**Work order:**
Below is a block of entries; repeat exactly the lines starting at the line that contains "filename src/app.rs" and ending at the line that contains "listener = tokio::net::TcpListener::bind(config.addr).await?;", both included.

------------------------------------------------------------------------

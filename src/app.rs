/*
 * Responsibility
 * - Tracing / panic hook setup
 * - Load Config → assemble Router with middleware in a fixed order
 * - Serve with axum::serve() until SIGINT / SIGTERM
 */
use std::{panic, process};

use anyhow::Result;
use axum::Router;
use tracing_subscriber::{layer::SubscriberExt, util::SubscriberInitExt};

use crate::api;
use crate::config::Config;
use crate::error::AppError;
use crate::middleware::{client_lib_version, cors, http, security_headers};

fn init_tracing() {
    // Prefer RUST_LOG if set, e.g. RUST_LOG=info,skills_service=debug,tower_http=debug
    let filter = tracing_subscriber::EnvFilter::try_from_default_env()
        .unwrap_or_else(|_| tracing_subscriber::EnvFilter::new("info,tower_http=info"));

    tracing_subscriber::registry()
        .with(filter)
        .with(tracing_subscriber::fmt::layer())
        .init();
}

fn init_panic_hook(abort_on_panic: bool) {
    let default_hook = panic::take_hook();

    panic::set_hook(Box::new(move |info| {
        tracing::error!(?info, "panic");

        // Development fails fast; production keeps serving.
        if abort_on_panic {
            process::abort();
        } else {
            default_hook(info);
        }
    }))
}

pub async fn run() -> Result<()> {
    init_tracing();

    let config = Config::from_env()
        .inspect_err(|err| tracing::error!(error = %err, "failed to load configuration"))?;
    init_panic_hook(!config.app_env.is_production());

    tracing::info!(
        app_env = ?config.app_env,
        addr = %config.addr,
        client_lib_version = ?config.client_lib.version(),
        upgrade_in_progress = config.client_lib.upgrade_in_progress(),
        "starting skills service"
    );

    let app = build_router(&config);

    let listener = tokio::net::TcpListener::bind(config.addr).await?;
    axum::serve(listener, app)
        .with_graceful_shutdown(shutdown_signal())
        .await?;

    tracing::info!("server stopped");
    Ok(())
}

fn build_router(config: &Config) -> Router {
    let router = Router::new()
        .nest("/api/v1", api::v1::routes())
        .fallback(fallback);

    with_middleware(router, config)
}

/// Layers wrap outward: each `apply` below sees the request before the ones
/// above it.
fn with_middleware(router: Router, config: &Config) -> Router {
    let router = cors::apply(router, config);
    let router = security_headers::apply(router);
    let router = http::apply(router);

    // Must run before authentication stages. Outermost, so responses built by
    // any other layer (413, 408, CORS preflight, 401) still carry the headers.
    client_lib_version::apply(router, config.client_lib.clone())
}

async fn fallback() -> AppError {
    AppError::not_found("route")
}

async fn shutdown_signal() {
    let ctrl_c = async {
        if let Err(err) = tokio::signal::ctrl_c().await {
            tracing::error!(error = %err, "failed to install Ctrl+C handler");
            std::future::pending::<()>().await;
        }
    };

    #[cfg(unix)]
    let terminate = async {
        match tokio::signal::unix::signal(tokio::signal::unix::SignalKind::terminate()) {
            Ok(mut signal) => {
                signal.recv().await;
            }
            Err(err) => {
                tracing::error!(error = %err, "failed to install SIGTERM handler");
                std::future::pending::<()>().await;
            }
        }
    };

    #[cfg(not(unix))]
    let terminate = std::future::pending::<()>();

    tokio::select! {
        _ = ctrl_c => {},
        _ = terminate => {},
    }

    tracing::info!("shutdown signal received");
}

------------------------------------------------------------------------

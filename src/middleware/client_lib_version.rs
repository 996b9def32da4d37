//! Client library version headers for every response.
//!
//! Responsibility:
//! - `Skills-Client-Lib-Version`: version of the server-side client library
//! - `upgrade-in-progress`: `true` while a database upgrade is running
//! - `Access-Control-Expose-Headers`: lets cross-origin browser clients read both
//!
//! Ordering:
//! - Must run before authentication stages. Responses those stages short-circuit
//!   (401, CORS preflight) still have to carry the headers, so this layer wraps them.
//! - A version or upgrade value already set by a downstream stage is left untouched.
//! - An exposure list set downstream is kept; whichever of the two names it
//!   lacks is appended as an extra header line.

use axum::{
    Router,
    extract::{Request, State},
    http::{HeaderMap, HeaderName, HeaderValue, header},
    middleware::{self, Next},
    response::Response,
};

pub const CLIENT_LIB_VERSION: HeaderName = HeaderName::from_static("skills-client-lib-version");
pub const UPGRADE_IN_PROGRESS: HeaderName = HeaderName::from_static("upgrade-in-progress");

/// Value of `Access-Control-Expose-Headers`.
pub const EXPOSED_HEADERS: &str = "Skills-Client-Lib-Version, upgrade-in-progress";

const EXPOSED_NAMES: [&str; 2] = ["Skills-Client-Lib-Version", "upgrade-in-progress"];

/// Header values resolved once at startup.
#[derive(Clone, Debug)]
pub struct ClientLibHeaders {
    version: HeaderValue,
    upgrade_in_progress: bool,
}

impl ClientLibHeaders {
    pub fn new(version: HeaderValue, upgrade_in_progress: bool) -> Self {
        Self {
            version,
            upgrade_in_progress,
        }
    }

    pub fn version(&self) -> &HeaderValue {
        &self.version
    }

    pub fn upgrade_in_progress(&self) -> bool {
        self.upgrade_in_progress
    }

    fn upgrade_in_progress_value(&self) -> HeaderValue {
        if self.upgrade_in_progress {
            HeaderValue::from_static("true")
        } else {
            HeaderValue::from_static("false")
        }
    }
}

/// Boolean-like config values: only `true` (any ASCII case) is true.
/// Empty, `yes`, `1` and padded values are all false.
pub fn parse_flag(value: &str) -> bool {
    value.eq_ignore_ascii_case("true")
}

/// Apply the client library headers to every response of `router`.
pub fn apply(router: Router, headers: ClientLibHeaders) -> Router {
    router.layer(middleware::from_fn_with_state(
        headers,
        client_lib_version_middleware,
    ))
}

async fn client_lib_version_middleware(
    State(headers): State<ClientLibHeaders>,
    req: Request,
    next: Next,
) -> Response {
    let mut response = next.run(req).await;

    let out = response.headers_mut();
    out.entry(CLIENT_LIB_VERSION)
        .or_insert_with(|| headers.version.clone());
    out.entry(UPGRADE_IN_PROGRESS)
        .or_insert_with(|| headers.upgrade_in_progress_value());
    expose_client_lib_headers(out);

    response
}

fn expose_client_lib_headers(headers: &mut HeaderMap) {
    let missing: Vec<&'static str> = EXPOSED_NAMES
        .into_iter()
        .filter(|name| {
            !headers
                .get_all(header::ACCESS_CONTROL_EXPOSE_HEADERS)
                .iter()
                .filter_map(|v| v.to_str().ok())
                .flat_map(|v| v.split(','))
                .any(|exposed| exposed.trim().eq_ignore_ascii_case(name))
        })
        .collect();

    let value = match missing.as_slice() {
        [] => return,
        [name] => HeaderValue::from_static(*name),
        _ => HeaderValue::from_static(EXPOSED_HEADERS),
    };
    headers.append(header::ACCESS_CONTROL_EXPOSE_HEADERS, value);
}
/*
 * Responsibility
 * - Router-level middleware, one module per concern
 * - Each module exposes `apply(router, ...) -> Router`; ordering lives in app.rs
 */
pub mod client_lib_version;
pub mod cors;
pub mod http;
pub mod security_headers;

------------------------------------------------------------------------

**Your response:**
filename src/app.rs
/*
 * Responsibility
 * - Tracing / panic hook setup
 * - Load Config → assemble Router with middleware in a fixed order
 * - Serve with axum::serve() until SIGINT / SIGTERM
 */
use std::{panic, process};

use anyhow::Result;
use axum::Router;
use tracing_subscriber::{layer::SubscriberExt, util::SubscriberInitExt};

use crate::api;
use crate::config::Config;
use crate::error::AppError;
use crate::middleware::{client_lib_version, cors, http, security_headers};

fn init_tracing() {
    // Prefer RUST_LOG if set, e.g. RUST_LOG=info,skills_service=debug,tower_http=debug
    let filter = tracing_subscriber::EnvFilter::try_from_default_env()
        .unwrap_or_else(|_| tracing_subscriber::EnvFilter::new("info,tower_http=info"));

    tracing_subscriber::registry()
        .with(filter)
        .with(tracing_subscriber::fmt::layer())
        .init();
}

fn init_panic_hook(abort_on_panic: bool) {
    let default_hook = panic::take_hook();

    panic::set_hook(Box::new(move |info| {
        tracing::error!(?info, "panic");

        // Development fails fast; production keeps serving.
        if abort_on_panic {
            process::abort();
        } else {
            default_hook(info);
        }
    }))
}

pub async fn run() -> Result<()> {
    init_tracing();

    let config = Config::from_env()
        .inspect_err(|err| tracing::error!(error = %err, "failed to load configuration"))?;
    init_panic_hook(!config.app_env.is_production());

    tracing::info!(
        app_env = ?config.app_env,
        addr = %config.addr,
        client_lib_version = ?config.client_lib.version(),
        upgrade_in_progress = config.client_lib.upgrade_in_progress(),
        "starting skills service"
    );

    let app = build_router(&config);

    let listener = tokio::net::TcpListener::bind(config.addr).await?;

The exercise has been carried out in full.